Systematics in the metal-insulator transition temperatures in vanadium oxides

TL;DR

This paper reveals simple linear systematics in the metal-insulator transition temperatures of vanadium oxides, linking electron-electron and electron-phonon interactions across different compounds.

Contribution

It uncovers two universal linear relationships describing the difference in transition contributions for various vanadium oxides, simplifying understanding of their transition mechanisms.

Findings

Data points align on two straight lines in T_M - T_P versus 1/n plots.

Two distinct linear relationships are identified for different groups of vanadium oxides.

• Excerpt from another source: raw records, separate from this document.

//! # Treasury Registry
//!
//! Creation, deployment tracking and administrative configuration edits.
//!
//! Administrative edits (threshold, signers, policy) write the configuration
//! directly and are only allowed before the Safe is live. Once a treasury is
//! active the chain owns its configuration: changes go through
//! [`TransactionLedger::propose_config_change`](crate::transaction::TransactionLedger::propose_config_change)
//! and land when the transaction executes.
//!
//! Every successful edit invalidates the treasury, its owner, and the union
//! of signers before and after.

use std::sync::Arc;

use tracing::info;
use uuid::Uuid;

use crate::codec::address::Address;
use crate::config::EngineConfig;
use crate::error::{EngineError, EngineResult};
use crate::safe::configuration::{ConfigurationDraft, ThresholdPolicy, TreasuryConfiguration};
use crate::safe::signers::SignerSet;
use crate::safe::treasury::Treasury;
use crate::storage::{TreasuryRecord, TreasuryStore, TreasuryStoreExt};
use crate::sync::invalidation::{invalidation_keys, CacheSink};
use crate::sync::provider::SafeInfo;

/// Treasury lifecycle and administration over a [`TreasuryStore`].
#[derive(Clone)]
pub struct TreasuryRegistry {
    store: Arc<dyn TreasuryStore>,
    sink: Arc<dyn CacheSink>,
    config: EngineConfig,
}

impl TreasuryRegistry {
    /// Registry over `store`, reporting stale views to `sink`.
    pub fn new(store: Arc<dyn TreasuryStore>, sink: Arc<dyn CacheSink>, config: EngineConfig) -> Self {
        Self { store, sink, config }
    }

    // -- Lifecycle ----------------------------------------------------------

    /// Validates `draft` and stores a new `pending` treasury.
    pub fn create_treasury(
        &self,
        owner: &str,
        network: u64,
        draft: ConfigurationDraft,
    ) -> EngineResult<TreasuryRecord> {
        let configuration = draft.build(&self.config)?;
        let record = TreasuryRecord::new(Treasury::new(owner, network), configuration);
        self.store.insert(record.clone())?;
        info!(treasury = %record.id(), owner, network, signers = record.configuration.signers().len(), "treasury created");
        self.invalidate(&record, record.configuration.signers());
        Ok(record)
    }

    /// Registers an already-deployed Safe using the owners and threshold the
    /// chain reported. `info` should come from
    /// [`SyncCoordinator::verify_safe_address`](crate::sync::SyncCoordinator::verify_safe_address).
    pub fn import_treasury(&self, owner: &str, network: u64, info: &SafeInfo) -> EngineResult<TreasuryRecord> {
        let signers = SignerSet::from_owners(info.owners.iter().cloned())?;
        let mut configuration = TreasuryConfiguration::new(signers, info.threshold, &self.config)?;
        if let Some(version) = &info.version {
            let mut draft = configuration.to_draft();
            draft.version = Some(version.clone());
            configuration = draft.build(&self.config)?;
        }
        let record = TreasuryRecord::new(
            Treasury::import_existing(owner, network, info.address.clone()),
            configuration,
        );
        self.store.insert(record.clone())?;
        info!(treasury = %record.id(), owner, network, address = %info.address, "treasury imported");
        self.invalidate(&record, record.configuration.signers());
        Ok(record)
    }

    /// `pending | error → deploying`.
    pub fn begin_deployment(&self, id: Uuid) -> EngineResult<TreasuryRecord> {
        self.store.update(id, |record| {
            record.treasury.begin_deployment()?;
            Ok(record.clone())
        })
    }

    /// `deploying → active`, recording address and hash together.
    pub fn confirm_deployment(&self, id: Uuid, address: &str, tx_hash: &str) -> EngineResult<TreasuryRecord> {
        let record = self.store.update(id, |record| {
            record
                .treasury
                .confirm_deployment(&record.configuration, address, tx_hash)?;
            Ok(record.clone())
        })?;
        self.invalidate(&record, record.configuration.signers());
        Ok(record)
    }

    /// `pending | deploying → error`.
    pub fn mark_error(&self, id: Uuid, reason: &str) -> EngineResult<TreasuryRecord> {
        let record = self.store.update(id, |record| {
            record.treasury.mark_error(reason)?;
            Ok(record.clone())
        })?;
        self.invalidate(&record, record.configuration.signers());
        Ok(record)
    }

    // -- Queries ------------------------------------------------------------

    /// One treasury.
    pub fn get(&self, id: Uuid) -> EngineResult<TreasuryRecord> {
        self.store.load(id)
    }

    /// Treasuries `account` owns or signs for.
    pub fn visible_to(&self, account: &str) -> EngineResult<Vec<TreasuryRecord>> {
        let mut records: Vec<_> = self
            .store
            .list()?
            .into_iter()
            .filter(|record| record.is_visible_to(account))
            .collect();
        records.sort_by_key(|record| record.treasury.created_at);
        Ok(records)
    }

    // -- Administrative edits -----------------------------------------------

    /// Sets the threshold; rejects values outside `[1, signers]`.
    pub fn set_threshold(&self, id: Uuid, threshold: u32, actor: &str) -> EngineResult<TreasuryRecord> {
        self.edit(id, "changing the threshold", |cfg| cfg.set_threshold(threshold, actor))
    }

    /// Adds a signer, optionally with a new threshold.
    pub fn add_signer(
        &self,
        id: Uuid,
        signer: &str,
        threshold: Option<u32>,
        actor: &str,
    ) -> EngineResult<TreasuryRecord> {
        let signer = Address::parse("signer", signer)?;
        self.edit(id, "adding a signer", |cfg| {
            cfg.add_signer(signer, threshold, actor).map(|_| ())
        })
    }

    /// Removes a signer; the treasury's threshold policy decides what
    /// happens to a threshold that no longer fits.
    pub fn remove_signer(
        &self,
        id: Uuid,
        signer: &str,
        threshold: Option<u32>,
        actor: &str,
    ) -> EngineResult<TreasuryRecord> {
        let signer = Address::parse("signer", signer)?;
        self.edit(id, "removing a signer", |cfg| {
            cfg.remove_signer(&signer, threshold, actor).map(|_| ())
        })
    }

    /// Replaces `old` with `new` in place.
    pub fn swap_signer(&self, id: Uuid, old: &str, new: &str, actor: &str) -> EngineResult<TreasuryRecord> {
        let old = Address::parse("old_signer", old)?;
        let new = Address::parse("new_signer", new)?;
        self.edit(id, "replacing a signer", |cfg| cfg.swap_signer(&old, new, actor))
    }

    /// Changes the signer-removal threshold policy. Allowed in any status:
    /// the policy is off-chain bookkeeping.
    pub fn set_threshold_policy(
        &self,
        id: Uuid,
        policy: ThresholdPolicy,
        actor: &str,
    ) -> EngineResult<TreasuryRecord> {
        self.store.update(id, |record| {
            record.configuration.set_threshold_policy(policy, actor);
            info!(treasury = %record.id(), policy = %policy, actor, "threshold policy changed");
            Ok(record.clone())
        })
    }

    fn edit(
        &self,
        id: Uuid,
        action: &str,
        f: impl FnOnce(&mut TreasuryConfiguration) -> EngineResult<()>,
    ) -> EngineResult<TreasuryRecord> {
        let (record, before) = self.store.update(id, |record| {
            if record.treasury.is_active() {
                return Err(EngineError::TreasuryState {
                    status: record.treasury.status(),
                    reason: format!("{} on a live Safe must go through a transaction", action),
                });
            }
            let before = record.configuration.signers().clone();
            f(&mut record.configuration)?;
            info!(
                treasury = %record.id(),
                action,
                signers = record.configuration.signers().len(),
                threshold = record.configuration.threshold(),
                "configuration edited"
            );
            Ok((record.clone(), before))
        })?;
        self.invalidate(&record, &before);
        Ok(record)
    }

    fn invalidate(&self, record: &TreasuryRecord, before: &SignerSet) {
        self.sink.invalidate(&invalidation_keys(
            record.id(),
            &record.owner_key(),
            before,
            record.configuration.signers(),
        ));
    }
}

#[cfg(test)]
mod tests {
    use super::*;
    use crate::codec::abi::WeiAmount;
    use crate::storage::MemoryStore;
    use crate::sync::invalidation::{InvalidationKey, RecordingSink};

    const S1: &str = "0x00000000000000000000000000000000000000a1";
    const S2: &str = "0x00000000000000000000000000000000000000a2";
    const S3: &str = "0x00000000000000000000000000000000000000a3";
    const SAFE: &str = "0x1111111111111111111111111111111111111111";

    fn registry() -> (TreasuryRegistry, Arc<RecordingSink>) {
        let sink = Arc::new(RecordingSink::new());
        let registry = TreasuryRegistry::new(
            Arc::new(MemoryStore::new()),
            sink.clone(),
            EngineConfig::default(),
        );
        (registry, sink)
    }

    #[test]
    fn create_rejects_invalid_configuration() {
        let (registry, _) = registry();
        let err = registry
            .create_treasury("alice", 1, ConfigurationDraft::new([S1, S2], 3))
            .unwrap_err();
        assert!(matches!(err, EngineError::InvalidConfiguration { .. }));
        assert!(err.to_string().contains("threshold 3 cannot exceed number of signers (2)"));
    }

    #[test]
    fn create_makes_treasury_visible_to_owner_and_signers() {
        let (registry, sink) = registry();
        let record = registry
            .create_treasury("alice", 1, ConfigurationDraft::new([S1, S2], 1))
            .unwrap();
        assert_eq!(registry.visible_to("alice").unwrap().len(), 1);
        assert_eq!(registry.visible_to(&S2.to_uppercase().replace("0X", "0x")).unwrap().len(), 1);
        assert!(registry.visible_to(S3).unwrap().is_empty());

        let keys = sink.last().unwrap();
        assert!(keys.contains(&InvalidationKey::Treasury(record.id())));
        assert!(keys.contains(&InvalidationKey::AccountList(S1.into())));
    }

    #[test]
    fn edits_invalidate_removed_signers() {
        let (registry, sink) = registry();
        let id = registry
            .create_treasury("alice", 1, ConfigurationDraft::new([S1, S2, S3], 2))
            .unwrap()
            .id();

        let record = registry.remove_signer(id, S3, None, "alice").unwrap();
        assert_eq!(record.configuration.signers().len(), 2);
        assert!(sink
            .last()
            .unwrap()
            .contains(&InvalidationKey::AccountList(S3.into())));
        assert!(registry.visible_to(S3).unwrap().is_empty());

        let err = registry.set_threshold(id, 3, "alice").unwrap_err();
        assert_eq!(err.to_string(), "threshold 3 cannot exceed number of signers (2)");
    }

    #[test]
    fn live_safe_rejects_direct_edits() {
        let (registry, _) = registry();
        let id = registry
            .create_treasury("alice", 1, ConfigurationDraft::new([S1, S2], 1))
            .unwrap()
            .id();
        registry.begin_deployment(id).unwrap();
        let record = registry
            .confirm_deployment(id, SAFE, &format!("0x{}", "ab".repeat(32)))
            .unwrap();
        assert!(record.treasury.is_active());

        assert!(matches!(
            registry.add_signer(id, S3, None, "alice"),
            Err(EngineError::TreasuryState { .. })
        ));
        let record = registry
            .set_threshold_policy(id, ThresholdPolicy::AutoAdjust, "alice")
            .unwrap();
        assert_eq!(record.configuration.threshold_policy(), ThresholdPolicy::AutoAdjust);
    }

    #[test]
    fn import_uses_chain_configuration() {
        let (registry, _) = registry();
        let info = SafeInfo {
            address: Address::parse("safe", SAFE).unwrap(),
            balance: WeiAmount::zero(),
            threshold: 2,
            owners: vec![
                Address::parse("o", S2).unwrap(),
                Address::parse("o", S1).unwrap(),
            ],
            nonce: 7,
            version: Some("1.3.0".into()),
        };
        let record = registry.import_treasury("bob", 100, &info).unwrap();
        assert!(record.treasury.is_active());
        assert_eq!(record.configuration.threshold(), 2);
        assert_eq!(record.configuration.version(), "1.3.0");
        assert_eq!(record.configuration.signers().as_slice()[0].to_string(), S2);
    }

    #[test]
    fn swap_and_add_before_deployment() {
        let (registry, _) = registry();
        let id = registry
            .create_treasury("alice", 1, ConfigurationDraft::new([S1, S2], 1))
            .unwrap()
            .id();
        registry.swap_signer(id, S2, S3, "alice").unwrap();
        let record = registry.add_signer(id, S2, Some(3), "alice").unwrap();
        let owners: Vec<String> = record
            .configuration
            .signers()
            .iter()
            .map(Address::to_string)
            .collect();
        assert_eq!(owners, vec![S2, S1, S3]);
        assert_eq!(record.configuration.threshold(), 3);
    }
}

The systematics provide a unified framework for understanding transition temperatures.

Abstract

Nine of the known vanadium oxides, VO$_{2-1/n}$ (n - a positive or negative integer) with n=2 - 6, 8, 9, $\infty$ and -6, undergo metal-insulator transitions accompanied by structural transitions, at various temperatures T$_{MIT}$ (V$_7$O$_{13}$ is metallic above T=0). Among the persistent efforts to determine the driving force(s) of these transitions, electron-electron (Mott-like) and electron-phonon (Peierls-like) interactions, there were several attempts to find systematics in T$_{MIT}$ as function of n. Here we present an unexpectedly simple and illuminating systematics that holds for positive n: if T$_{MIT}$ is the absolute value of the difference between T$_M$(n) and T$_P$(n), which represent the contributions of electron-electron and electron-phonon interactions, respectively, all data points of T$_M$-T$_P$ versus 1/n lie on, or close to, two simple straight lines; one is T$_M$-T$_P$= T$_{\infty}$(7/n-1) for V$_3$O$_5$, V$_4$O$_7$, V$_5$O$_9$, V$_7$O$_{13}$, V$_8$O$_{15}$, V$_9$O$_{17}$ and VO$_2$ and the other is T$_M$-T$_P$= T$_{\infty}$(3/n-1) for V$_2$O$_3$, V$_6$O$_{11}$ and VO$_2$.